Cold Open — Gemini 3.5 Flash learns to use a computer
Google DeepMind makes computer use a built-in tool in Gemini 3.5 Flash — today's lead, and a cheap way to point an agent at any app that has no API. Plus OpenAI's own data on Codex doing the long-horizon work, Anthropic's accusation that Alibaba ran the largest-ever 'distillation' attack on Claude, dev-tool trends, the agent-skills wave, and one fun fact about where the word 'robot' came from.

Thursday, June 25, 2026. We scanned more than 2,700 items off the overnight wire. Three made the front page, a handful more made the radar, and the lead is the kind of thing that quietly changes what you can automate: a fast, cheap model that can now operate a computer on its own.
🎧 This is the print twin of today's Cold Open episode. Listen to today's episode.
The lead · Gemini 3.5 Flash gets computer use, built in

Google DeepMind made computer use a built-in tool in Gemini 3.5 Flash — the ability for the model to operate a browser or app the way a person does, by looking at the screen and taking actions. It was previously available only as a separate Gemini 2.5 computer use model; now it lives natively inside the main Flash model.

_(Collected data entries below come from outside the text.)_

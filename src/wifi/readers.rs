//! Cooperative single-tick readers over a non-blocking serial device.
//!
//! Each reader owns only its cursor state; the serial device (and, for
//! [`SequenceReader`], the buffer backing a pending command) is handed in
//! at every [`poll`](SequenceReader::poll) call. A `poll` consumes at most
//! what the device already has buffered and returns whether the reader has
//! finished. Once finished, further polls return `true` without touching
//! the serial device at all.

use crate::serial::Serial;

/// What a [`SequenceReader`] transmits before scanning begins.
#[derive(Debug, Clone, Copy, PartialEq, Eq)]
pub enum SearchCommand {
    /// Nothing to send; start scanning immediately.
    None,
    /// A fixed command string, typically an AT command literal.
    Literal(&'static [u8]),
    /// The bytes live in the backing buffer passed to
    /// [`SequenceReader::poll`]. Used to transmit the formatted HTTP
    /// request, which is staged in the caller's response buffer.
    Backing,
}

/// Sends an optional command, then scans incoming bytes for a literal
/// terminator sequence.
///
/// Matching is naive: a cursor walks the terminator and resets to zero on
/// any mismatch, rather than falling back to the longest matching prefix.
/// A terminator with self-overlapping prefixes can therefore be missed
/// when the overlap straddles a mismatch; none of the sequences the driver
/// scans for (`OK\r\n`, `\r\n`, `+IPD,`) overlap themselves, so the naive
/// policy holds.
#[derive(Debug)]
pub struct SequenceReader {
    command: SearchCommand,
    sequence: &'static [u8],
    search_index: usize,
    command_sent: bool,
}

impl SequenceReader {
    /// Create a reader with no pending search.
    ///
    /// The empty sequence is already fully matched, so a fresh reader
    /// reports done until [`new_search`](SequenceReader::new_search) arms it.
    pub const fn new() -> Self {
        Self {
            command: SearchCommand::None,
            sequence: &[],
            search_index: 0,
            command_sent: false,
        }
    }

    /// Arm the reader with a command to send and a terminator to scan for.
    pub fn new_search(&mut self, command: SearchCommand, sequence: &'static [u8]) {
        self.command = command;
        self.sequence = sequence;
        self.search_index = 0;
        self.command_sent = false;
    }

    /// Advance the search by at most one byte.
    ///
    /// The first poll after [`new_search`](SequenceReader::new_search)
    /// transmits the command, waiting only for the local TX FIFO to drain.
    /// `backing` supplies the bytes for [`SearchCommand::Backing`]; it is
    /// ignored for the other command kinds.
    pub fn poll<S: Serial>(&mut self, serial: &mut S, backing: &[u8]) -> bool {
        if self.search_index == self.sequence.len() {
            return true;
        }

        if !self.command_sent {
            let bytes = match self.command {
                SearchCommand::None => &[][..],
                SearchCommand::Literal(literal) => literal,
                SearchCommand::Backing => backing,
            };
            if !bytes.is_empty() {
                serial.write(bytes);
                while serial.busy() {}
            }
            self.command_sent = true;
        }

        if serial.bytes_available() >= 1 {
            let mut buffer = [0u8; 1];
            if serial.read(&mut buffer) == 1 {
                if self.sequence[self.search_index] == buffer[0] {
                    self.search_index += 1;
                } else {
                    self.search_index = 0;
                }
            }
        }

        self.search_index == self.sequence.len()
    }
}

impl Default for SequenceReader {
    fn default() -> Self {
        Self::new()
    }
}

/// Extracts an unsigned decimal integer from the byte stream.
///
/// Leading non-digit bytes are skipped; digits accumulate base-10; the
/// first non-digit after at least one digit terminates the read and is
/// consumed along with it. This matches the module's `+IPD,<n>:` framing,
/// where the `:` separator doubles as the terminator byte.
#[derive(Debug)]
pub struct IntegerReader {
    finished: bool,
    found_digit: bool,
    value: u32,
}

impl IntegerReader {
    /// Create a reader in the finished state.
    ///
    /// A reader that was never [`restart`](IntegerReader::restart)ed polls
    /// as done immediately, so a stray construction cannot stall the
    /// transaction machine.
    pub const fn new() -> Self {
        Self {
            finished: true,
            found_digit: false,
            value: 0,
        }
    }

    /// Begin a fresh integer read.
    pub fn restart(&mut self) {
        self.finished = false;
        self.found_digit = false;
        self.value = 0;
    }

    /// Consume at most one byte; returns `true` once the integer is
    /// terminated.
    pub fn poll<S: Serial>(&mut self, serial: &mut S) -> bool {
        if self.finished {
            return true;
        }

        if serial.bytes_available() >= 1 {
            let mut buffer = [0u8; 1];
            if serial.read(&mut buffer) == 1 {
                let byte = buffer[0];
                if byte.is_ascii_digit() {
                    self.value = self
                        .value
                        .wrapping_mul(10)
                        .wrapping_add(u32::from(byte - b'0'));
                    self.found_digit = true;
                } else if self.found_digit {
                    self.finished = true;
                }
            }
        }

        self.finished
    }

    /// The accumulated integer.
    pub fn value(&self) -> u32 {
        self.value
    }
}

impl Default for IntegerReader {
    fn default() -> Self {
        Self::new()
    }
}

/// Fills a window of a destination buffer with exactly `len` bytes from
/// the serial stream, consuming whatever is available each tick.
///
/// The reader tracks only offsets; the destination slice is passed to
/// every [`poll`](BufferReader::poll) by the driver, which routes it to
/// either the packet scratch buffer or the caller's response buffer
/// depending on the current phase.
#[derive(Debug)]
pub struct BufferReader {
    offset: usize,
    len: usize,
    filled: usize,
}

impl BufferReader {
    /// Create a reader with an empty window, which is already full.
    pub const fn new() -> Self {
        Self {
            offset: 0,
            len: 0,
            filled: 0,
        }
    }

    /// Target `dest[offset..offset + len]` for the next fill.
    ///
    /// The driver guarantees the window lies within the destination slice
    /// it passes to [`poll`](BufferReader::poll).
    pub fn new_buffer(&mut self, offset: usize, len: usize) {
        self.offset = offset;
        self.len = len;
        self.filled = 0;
    }

    /// Read whatever the device has buffered into the remaining window.
    ///
    /// Returns `true` once the window is full; the completing tick itself
    /// returns `false`, with completion observed on the next poll.
    pub fn poll<S: Serial>(&mut self, serial: &mut S, dest: &mut [u8]) -> bool {
        if self.filled == self.len {
            return true;
        }

        let window = &mut dest[self.offset + self.filled..self.offset + self.len];
        self.filled += serial.read(window);

        false
    }
}

impl Default for BufferReader {
    fn default() -> Self {
        Self::new()
    }
}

"Computer use is now a built-in tool supported in Gemini 3.5 Flash, delivering our best performance yet for agentic computer use tasks." — Google DeepMind
Developers can start using it today through the Gemini API and the Gemini Enterprise Agent Platform. DeepMind's own demos are telling about the intended jobs: Flash using computer use to walk the Gemini app and return a categorized list of its features, and the model auditing its own documentation for accessibility issues. Early customers cited include browser-automation shops Browserbase and Browser Use, and automation vendor UiPath.
Why it matters
The interesting word is Flash — Google's fast, low-cost tier. Computer use has existed at the frontier for a while, but baking it into the cheap, high-throughput model is what changes the math. The headline use case is everything with no API: the legacy admin panel, the vendor portal, the internal tool nobody will ever build a clean integration for. Until now you either wrote a brittle scraper or did it by hand. A screen-driving agent that is cheap enough to leave running turns that long tail into something you can delegate.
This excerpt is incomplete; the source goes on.